CVRI Scientists

Rong Wang, Ph.D.
Assistant Professor of Surgery

Research Interests:
Arteriovenous specification, arteriogenesis, angiogenesis, Notch, blood vessel development, cancer and ischemia

Summary:
Understanding what controls blood vessel development and identity is an important focus of current biomedical research because of its broad implication in cardiovascular disease, cancer, stroke and many other human diseases. Much of the current research on blood vessel growth, angiogenesis, is centered on capillaries, the small blood vessels that connect the arterial and venous networks. The molecular signals that direct a newly forming vessel to become an artery or a vein are poorly understood. Similarly, the mechanisms responsible for development, maintenance and re-growth of arteries and veins are still largely a mystery.
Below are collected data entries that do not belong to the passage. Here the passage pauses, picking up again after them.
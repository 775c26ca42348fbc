use std::fmt;

use serde::{Deserialize, Serialize};
use uuid::Uuid;

use crate::actor::{Character, FarmAnimal, Farmer};
use crate::building::Building;
use crate::furniture::Furniture;
use crate::geometry::{PixelRect, TilePos};
use crate::mask::CollisionMask;
use crate::object::PlacedObject;
use crate::terrain::{LargeTerrainFeature, ResourceClump, TerrainFeature};
use crate::transient::{Critter, Debris, Fixture};

/// Unique identifier for every occupant in a location.
#[derive(Debug, Clone, Copy, PartialEq, Eq, Hash, PartialOrd, Ord, Serialize, Deserialize)]
pub struct OccupantId(pub Uuid);

impl OccupantId {
    /// Generate a new random occupant ID.
    pub fn new() -> Self {
        Self(Uuid::new_v4())
    }
}

impl Default for OccupantId {
    fn default() -> Self {
        Self::new()
    }
}

impl fmt::Display for OccupantId {
    fn fmt(&self, f: &mut fmt::Formatter<'_>) -> fmt::Result {
        write!(f, "{}", &self.0.to_string()[..8])
    }
}

/// The fixed set of occupant categories.
#[derive(Debug, Clone, Copy, PartialEq, Eq, Hash, PartialOrd, Ord, Serialize, Deserialize)]
#[serde(rename_all = "snake_case")]
pub enum OccupantKind {
    /// Single-tile placed object.
    PointObject,
    /// Multi-tile furniture.
    Furniture,
    /// Tile-keyed terrain feature.
    TerrainFeature,
    /// Bush-like feature with a pixel box.
    LargeTerrainFeature,
    /// Stumps, boulders and logs.
    ResourceClump,
    /// Constructed building.
    Building,
    /// Villager or monster.
    Character,
    /// Player character.
    Farmer,
    /// Farm animal.
    Animal,
    /// Static interactive prop.
    Fixture,
    /// Ambient creature.
    Critter,
    /// Dropped item on the ground.
    Debris,
}

impl OccupantKind {
    /// Collision category of the kind. Flooring is decided per value, see
    /// [`Occupant::category`].
    pub fn category(self) -> CollisionMask {
        match self {
            OccupantKind::PointObject => CollisionMask::OBJECTS,
            OccupantKind::Furniture => CollisionMask::FURNITURE,
            OccupantKind::TerrainFeature
            | OccupantKind::LargeTerrainFeature
            | OccupantKind::ResourceClump => CollisionMask::TERRAIN_FEATURES,
            OccupantKind::Building => CollisionMask::BUILDINGS,
            OccupantKind::Character | OccupantKind::Animal => CollisionMask::CHARACTERS,
            OccupantKind::Farmer => CollisionMask::FARMERS,
            OccupantKind::Fixture => CollisionMask::LOCATION_SPECIFIC,
            OccupantKind::Critter | OccupantKind::Debris => CollisionMask::NONE,
        }
    }

    /// `true` for kinds that can occupy tiles. Critters and debris have
    /// bounding boxes but never claim a tile.
    pub fn occupies_tiles(self) -> bool {
        !matches!(self, OccupantKind::Critter | OccupantKind::Debris)
    }

    /// Short lowercase label.
    pub fn label(self) -> &'static str {
        match self {
            OccupantKind::PointObject => "object",
            OccupantKind::Furniture => "furniture",
            OccupantKind::TerrainFeature => "terrain_feature",
            OccupantKind::LargeTerrainFeature => "large_terrain_feature",
            OccupantKind::ResourceClump => "resource_clump",
            OccupantKind::Building => "building",
            OccupantKind::Character => "character",
            OccupantKind::Farmer => "farmer",
            OccupantKind::Animal => "animal",
            OccupantKind::Fixture => "fixture",
            OccupantKind::Critter => "critter",
            OccupantKind::Debris => "debris",
        }
    }
}

impl fmt::Display for OccupantKind {
    fn fmt(&self, f: &mut fmt::Formatter<'_>) -> fmt::Result {
        f.write_str(self.label())
    }
}

/// A borrowed view of any occupant, tagged by category.
///
/// The occupancy engine dispatches on this tag instead of calling through a
/// trait object per entity type.
#[derive(Debug, Clone, Copy)]
pub enum Occupant<'a> {
    /// A placed object.
    Object(&'a PlacedObject),
    /// A furniture piece.
    Furniture(&'a Furniture),
    /// A terrain feature and its tile.
    TerrainFeature(TilePos, &'a TerrainFeature),
    /// A large terrain feature.
    LargeTerrainFeature(&'a LargeTerrainFeature),
    /// A resource clump.
    ResourceClump(&'a ResourceClump),
    /// A building.
    Building(&'a Building),
    /// A villager or monster.
    Character(&'a Character),
    /// A farmer.
    Farmer(&'a Farmer),
    /// A farm animal.
    Animal(&'a FarmAnimal),
    /// A fixture.
    Fixture(&'a Fixture),
    /// A critter.
    Critter(&'a Critter),
    /// A debris item.
    Debris(&'a Debris),
}

impl Occupant<'_> {
    /// Category of the wrapped occupant.
    pub fn kind(&self) -> OccupantKind {
        match self {
            Occupant::Object(_) => OccupantKind::PointObject,
            Occupant::Furniture(_) => OccupantKind::Furniture,
            Occupant::TerrainFeature(..) => OccupantKind::TerrainFeature,
            Occupant::LargeTerrainFeature(_) => OccupantKind::LargeTerrainFeature,
            Occupant::ResourceClump(_) => OccupantKind::ResourceClump,
            Occupant::Building(_) => OccupantKind::Building,
            Occupant::Character(_) => OccupantKind::Character,
            Occupant::Farmer(_) => OccupantKind::Farmer,
            Occupant::Animal(_) => OccupantKind::Animal,
            Occupant::Fixture(_) => OccupantKind::Fixture,
            Occupant::Critter(_) => OccupantKind::Critter,
            Occupant::Debris(_) => OccupantKind::Debris,
        }
    }

    /// Identity of the occupant. Terrain features are keyed by tile and carry
    /// no id of their own.
    pub fn id(&self) -> Option<OccupantId> {
        Some(match self {
            Occupant::Object(o) => o.id,
            Occupant::Furniture(f) => f.id,
            Occupant::TerrainFeature(..) => return None,
            Occupant::LargeTerrainFeature(l) => l.id,
            Occupant::ResourceClump(r) => r.id,
            Occupant::Building(b) => b.id,
            Occupant::Character(c) => c.id,
            Occupant::Farmer(f) => f.id,
            Occupant::Animal(a) => a.id,
            Occupant::Fixture(f) => f.id,
            Occupant::Critter(c) => c.id,
            Occupant::Debris(d) => d.id,
        })
    }

    /// Pixel-space footprint.
    pub fn bounding_box(&self) -> PixelRect {
        match self {
            Occupant::Object(o) => o.bounding_box(),
            Occupant::Furniture(f) => f.bounding_box(),
            Occupant::TerrainFeature(tile, _) => tile.pixel_rect(),
            Occupant::LargeTerrainFeature(l) => l.bounding_box(),
            Occupant::ResourceClump(r) => r.bounding_box(),
            Occupant::Building(b) => b.bounding_box(),
            Occupant::Character(c) => c.bounding_box(),
            Occupant::Farmer(f) => f.bounding_box(),
            Occupant::Animal(a) => a.bounding_box(),
            Occupant::Fixture(f) => f.bounding_box(),
            Occupant::Critter(c) => c.bounding_box(),
            Occupant::Debris(d) => d.bounding_box(),
        }
    }

    /// `true` if actors may walk through the occupant.
    pub fn is_passable(&self) -> bool {
        match self {
            Occupant::Object(o) => o.is_passable(),
            Occupant::Furniture(f) => f.is_passable(),
            Occupant::TerrainFeature(_, t) => t.is_passable(),
            Occupant::LargeTerrainFeature(_) | Occupant::ResourceClump(_) => false,
            Occupant::Building(_) => false,
            Occupant::Character(_) | Occupant::Farmer(_) | Occupant::Animal(_) => false,
            Occupant::Fixture(f) => f.passable,
            Occupant::Critter(_) | Occupant::Debris(_) => true,
        }
    }

    /// Passability at one tile. Buildings open up at their doors.
    pub fn is_passable_at(&self, tile: TilePos) -> bool {
        match self {
            Occupant::Building(b) => b.is_tile_passable(tile),
            _ => self.is_passable(),
        }
    }

    /// Collision category. Flooring gets its own category so it can be
    /// ignored separately from other terrain features.
    pub fn category(&self) -> CollisionMask {
        match self {
            Occupant::TerrainFeature(_, t) if t.is_flooring() => CollisionMask::FLOORING,
            _ => self.kind().category(),
        }
    }

    /// Display name for diagnostics.
    pub fn label(&self) -> String {
        match self {
            Occupant::Object(o) => o.name.clone(),
            Occupant::Furniture(f) => f.name.clone(),
            Occupant::TerrainFeature(_, t) => t.label().to_string(),
            Occupant::LargeTerrainFeature(_) => "bush".to_string(),
            Occupant::ResourceClump(r) => r.kind.to_string(),
            Occupant::Building(b) => b.kind.clone(),
            Occupant::Character(c) => c.name.clone(),
            Occupant::Farmer(f) => f.name.clone(),
            Occupant::Animal(a) => a.name.clone(),
            Occupant::Fixture(f) => f.name.clone(),
            Occupant::Critter(c) => c.kind.to_string(),
            Occupant::Debris(d) => d.item.clone(),
        }
    }
}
The first genetic component of arteriovenous (AV) specification was recently discovered. During embryonic development, ephrinB2, a cell surface protein, is specifically expressed in the developing arteries. The gene encoding this protein, ephrinB2, is linked to another gene, Notch, which encodes a transmembrane receptor protein, Notch, that is an upstream member of the same signaling pathway. Our laboratory is focused on determining the cellular and molecular mechanisms underlying Notch- and ephrinB2-mediated arterial growth and differentiation. We study Notch- and ephrinB2-mediated arterial growth and differentiation in three contexts: development, cancer and revascularization (development of new blood vessels or expansion of existing blood vessels) following ischemia (stroke). In addition, we look at gain-of-function (protein overexpression) and loss-of-function (gene deletion) mutations. The overall goal of our research is to identify novel drug targets and develop new therapies for cancer, ischemia, peripheral arterial disease, heart attack and stroke, some of the world's most common and devastating diseases.